O rio, as multidões, as hidras 

as orlas, o véu, a algaravia

 

Qual canção no horizonte

Um colo quente, mãe das manhãs, Carolina

Os filhos da arrebentação, as estrelas guia

 

 

Gilmar compôs um tema musical para aquele instante. Juntou versos de outra canção, cinzelou aqui e ali. O senhor da Nossa Senhora, ao seu lado, olhava sério, como se aprovasse o sentido, como se compreendesse o conteúdo. Nos intermezzos da sanfona, o velhinho oscilava de um pé para outro. Às vezes, parecia segurar uma palheta com a mão esquerda e tanger com ela um objeto à frente, que conversava com o fole. Gaspare passou por eles e o movimento daquela mão o atraiu. O enfermeiro meditou sobre o poder terapêutico das canções.
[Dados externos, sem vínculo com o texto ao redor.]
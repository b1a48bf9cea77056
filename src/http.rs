//! Outbound client acquisition for Pushover calls.
//!
//! Every forwarded message borrows one [`ReqwestClient`] through a [`ScopedClient`]. The
//! client comes from, in order:
//!
//! 1. the [`ClientProvider`] configured on the [`BridgeConfig`](crate::BridgeConfig),
//! 2. the ambient [`ClientFactory`] handed to the [`Bridge`](crate::Bridge), under the name
//!    [`PUSHOVER_CLIENT_NAME`],
//! 3. a freshly built default client.
//!
//! The scoped handle returns the client to its provider when dropped, which covers
//! success, sink failures, transport errors, and a cancelled request future alike. Pooling
//! is the provider's business; the bridge only guarantees the acquire/release pairing.

// std
use std::ops::Deref;
// self
use crate::{_prelude::*, error::ConfigError};

/// Name under which the ambient [`ClientFactory`] is asked for a Pushover client.
pub const PUSHOVER_CLIENT_NAME: &str = "PushoverClient";

/// Supplies the HTTP client used for a single outbound call.
pub trait ClientProvider
where
	Self: 'static + Send + Sync,
{
	/// Hands out a client for one request.
	fn acquire(&self) -> Result<ReqwestClient>;

	/// Takes the client back once the request has finished, failed, or been cancelled.
	///
	/// The default implementation simply drops it.
	fn release(&self, client: ReqwestClient) {
		let _ = client;
	}
}
/// A shared client is its own provider; `reqwest` pools connections internally.
impl ClientProvider for ReqwestClient {
	fn acquire(&self) -> Result<ReqwestClient> {
		Ok(self.clone())
	}
}

/// Adapts a closure into a [`ClientProvider`].
#[derive(Clone)]
pub struct ClientFn<F>(F);
impl<F> Debug for ClientFn<F> {
	fn fmt(&self, f: &mut Formatter) -> FmtResult {
		f.write_str("ClientFn(..)")
	}
}
impl<F> ClientProvider for ClientFn<F>
where
	F: 'static + Send + Sync + Fn() -> ReqwestClient,
{
	fn acquire(&self) -> Result<ReqwestClient> {
		Ok((self.0)())
	}
}

/// Wraps `f` as a [`ClientProvider`].
pub fn client_fn<F>(f: F) -> ClientFn<F>
where
	F: 'static + Send + Sync + Fn() -> ReqwestClient,
{
	ClientFn(f)
}

/// Named client lookup shared by the hosting application.
pub trait ClientFactory
where
	Self: Send + Sync,
{
	/// Returns the client registered under `name`, if any.
	fn create_client(&self, name: &str) -> Option<ReqwestClient>;
}

/// Map-backed [`ClientFactory`].
#[derive(Clone, Debug, Default)]
pub struct ClientRegistry(HashMap<String, ReqwestClient>);
impl ClientRegistry {
	/// Registers (or replaces) a named client.
	pub fn with_client(mut self, name: impl Into<String>, client: ReqwestClient) -> Self {
		self.0.insert(name.into(), client);

		self
	}
}
impl ClientFactory for ClientRegistry {
	fn create_client(&self, name: &str) -> Option<ReqwestClient> {
		self.0.get(name).cloned()
	}
}

/// Where a [`ScopedClient`] came from.
#[derive(Clone, Copy, Debug, PartialEq, Eq)]
pub enum ClientSource {
	/// The provider set on the bridge configuration.
	Configured,
	/// The ambient named factory.
	Factory,
	/// A default client built on the spot.
	Fallback,
}
impl ClientSource {
	/// Returns a stable label suitable for span or log fields.
	pub const fn as_str(self) -> &'static str {
		match self {
			ClientSource::Configured => "configured",
			ClientSource::Factory => "factory",
			ClientSource::Fallback => "fallback",
		}
	}
}

/// Client handle that is released back to its provider on drop.
pub struct ScopedClient {
	client: ReqwestClient,
	provider: Option<Arc<dyn ClientProvider>>,
	source: ClientSource,
}
impl ScopedClient {
	/// Acquires a client following the configured → factory → fallback order.
	pub fn acquire(
		provider: Option<&Arc<dyn ClientProvider>>,
		factory: Option<&Arc<dyn ClientFactory>>,
	) -> Result<Self> {
		if let Some(provider) = provider {
			let client = provider.acquire()?;

			return Ok(Self {
				client,
				provider: Some(provider.clone()),
				source: ClientSource::Configured,
			});
		}
		if let Some(client) = factory.and_then(|f| f.create_client(PUSHOVER_CLIENT_NAME)) {
			return Ok(Self { client, provider: None, source: ClientSource::Factory });
		}

		let client = ReqwestClient::builder().build().map_err(ConfigError::from)?;

		Ok(Self { client, provider: None, source: ClientSource::Fallback })
	}

	/// Reports which acquisition path produced the client.
	pub fn source(&self) -> ClientSource {
		self.source
	}
}
impl Deref for ScopedClient {
	type Target = ReqwestClient;

	fn deref(&self) -> &Self::Target {
		&self.client
	}
}
impl Drop for ScopedClient {
	fn drop(&mut self) {
		if let Some(provider) = &self.provider {
			provider.release(self.client.clone());
		}

		#[cfg(feature = "tracing")]
		tracing::trace!(source = self.source.as_str(), "released outbound client");
	}
}
impl Debug for ScopedClient {
	fn fmt(&self, f: &mut Formatter) -> FmtResult {
		f.debug_struct("ScopedClient").field("source", &self.source).finish()
	}
}

#[cfg(test)]
mod tests {
	// std
	use std::sync::atomic::{AtomicUsize, Ordering};
	// self
	use super::*;

	#[derive(Default)]
	struct CountingProvider {
		acquired: AtomicUsize,
		released: AtomicUsize,
	}
	impl ClientProvider for CountingProvider {
		fn acquire(&self) -> Result<ReqwestClient> {
			self.acquired.fetch_add(1, Ordering::SeqCst);

			Ok(ReqwestClient::new())
		}

		fn release(&self, _client: ReqwestClient) {
			self.released.fetch_add(1, Ordering::SeqCst);
		}
	}

	#[test]
	fn configured_provider_wins_and_is_released_on_drop() {
		let counting = Arc::new(CountingProvider::default());
		let provider: Arc<dyn ClientProvider> = counting.clone();
		let factory: Arc<dyn ClientFactory> =
			Arc::new(ClientRegistry::default().with_client(PUSHOVER_CLIENT_NAME, ReqwestClient::new()));
		let scoped = ScopedClient::acquire(Some(&provider), Some(&factory))
			.expect("Configured provider should hand out a client.");

		assert_eq!(scoped.source(), ClientSource::Configured);
		assert_eq!(counting.released.load(Ordering::SeqCst), 0);

		drop(scoped);

		assert_eq!(counting.acquired.load(Ordering::SeqCst), 1);
		assert_eq!(counting.released.load(Ordering::SeqCst), 1);
	}

	#[test]
	fn ambient_factory_is_used_by_name() {
		let factory: Arc<dyn ClientFactory> =
			Arc::new(ClientRegistry::default().with_client(PUSHOVER_CLIENT_NAME, ReqwestClient::new()));
		let scoped = ScopedClient::acquire(None, Some(&factory))
			.expect("Ambient factory should hand out a client.");

		assert_eq!(scoped.source(), ClientSource::Factory);
	}

	#[test]
	fn falls_back_when_factory_lacks_the_name() {
		let factory: Arc<dyn ClientFactory> =
			Arc::new(ClientRegistry::default().with_client("SomethingElse", ReqwestClient::new()));
		let scoped = ScopedClient::acquire(None, Some(&factory))
			.expect("Fallback client should always build.");

		assert_eq!(scoped.source(), ClientSource::Fallback);
		assert_eq!(
			ScopedClient::acquire(None, None).expect("Fallback client should build.").source(),
			ClientSource::Fallback
		);
	}

	#[test]
	fn shared_client_is_its_own_provider() {
		let provider: Arc<dyn ClientProvider> = Arc::new(ReqwestClient::new());
		let scoped = ScopedClient::acquire(Some(&provider), None)
			.expect("Shared client should hand out a clone of itself.");

		assert_eq!(scoped.source(), ClientSource::Configured);
		assert_eq!(ClientSource::Configured.as_str(), "configured");
	}

	#[test]
	fn closure_provider_is_called_per_acquisition() {
		let calls = Arc::new(AtomicUsize::new(0));
		let counter = calls.clone();
		let provider: Arc<dyn ClientProvider> = Arc::new(client_fn(move || {
			counter.fetch_add(1, Ordering::SeqCst);

			ReqwestClient::new()
		}));

		for _ in 0..2 {
			let _scoped = ScopedClient::acquire(Some(&provider), None)
				.expect("Closure provider should hand out a client.");
		}

		assert_eq!(calls.load(Ordering::SeqCst), 2);
	}
}
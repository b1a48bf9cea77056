//! Gotify → Pushover field translation.

// self
use crate::{
	auth::Credential,
	config::BridgeConfig,
	gotify::GotifyMessage,
	pushover::{self, MESSAGE_MAX_LENGTH, PushoverMessage, TITLE_MAX_LENGTH},
};

impl BridgeConfig {
	/// Derives the Pushover body for one request.
	///
	/// The credential remap runs first and its result feeds the recipient resolver. Title
	/// and message are remapped before trimming, so trimming always applies to what is
	/// actually sent. The function is pure: equal inputs give equal outputs.
	pub fn translate(&self, credential: &Credential, message: &GotifyMessage) -> PushoverMessage {
		let token = (self.remap_credential)(credential.expose());
		let user = (self.resolve_recipient)(&token);
		let priority = (self.remap_priority)(message.priority);
		let trim_title = self.options.auto_trim_title;
		let trim_text = self.options.auto_trim_message;
		let title = (self.remap_title)(message.title.as_deref())
			.map(|title| if trim_title { clamp(title, TITLE_MAX_LENGTH) } else { title });
		let text = (self.remap_message)(message.message.as_deref())
			.map(|text| if trim_text { clamp(text, MESSAGE_MAX_LENGTH) } else { text });

		PushoverMessage { token, user, message: text, title, priority }
	}
}

fn clamp(mut value: String, max: usize) -> String {
	let keep = pushover::truncate(&value, max).len();

	value.truncate(keep);

	value
}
Era forte o sentimento geral de gratidão, de preservação da vida, da ordem, não havia espaço para elucubrações, e Gaspare seguiu adiante. Grande esforço, o dispendido para controlar emoções, para transmutar a energia captada em determinação.  O cortejo se aproximava das pedras, hora de alerta máximo. Agora era cruzar ou cruzar. E seguir. Gaspare gritou a ordem: sigamos!

 

Um gesto lento, calculado e Gilmar, a correr todos os riscos, despiu a sanfona e a engatou no peito do senhor da Nossa Senhora. Aguardou a reação. O paciente não demonstrou surpresa. Acarinhou o objeto como se fora um menino pequeno ao colo. Sacudia-se sutil, como a ninar. Dali a pouco se escutava baixinho a voz a entoar eu ouvi um passarinho às quatro da madrugada[1] e a imitação do toque nos baixos do instrumento, sem abrir o fole.  A maca de Madame passou por eles. A paciente estendeu o braço por alguns segundos em direção ao senhor da Nossa Senhora e logo desfaleceu. Amparo e Maria, já de frente uma para outra, respiraram juntas e começaram a travessia da pedras. Dariam socorro do outro lado. 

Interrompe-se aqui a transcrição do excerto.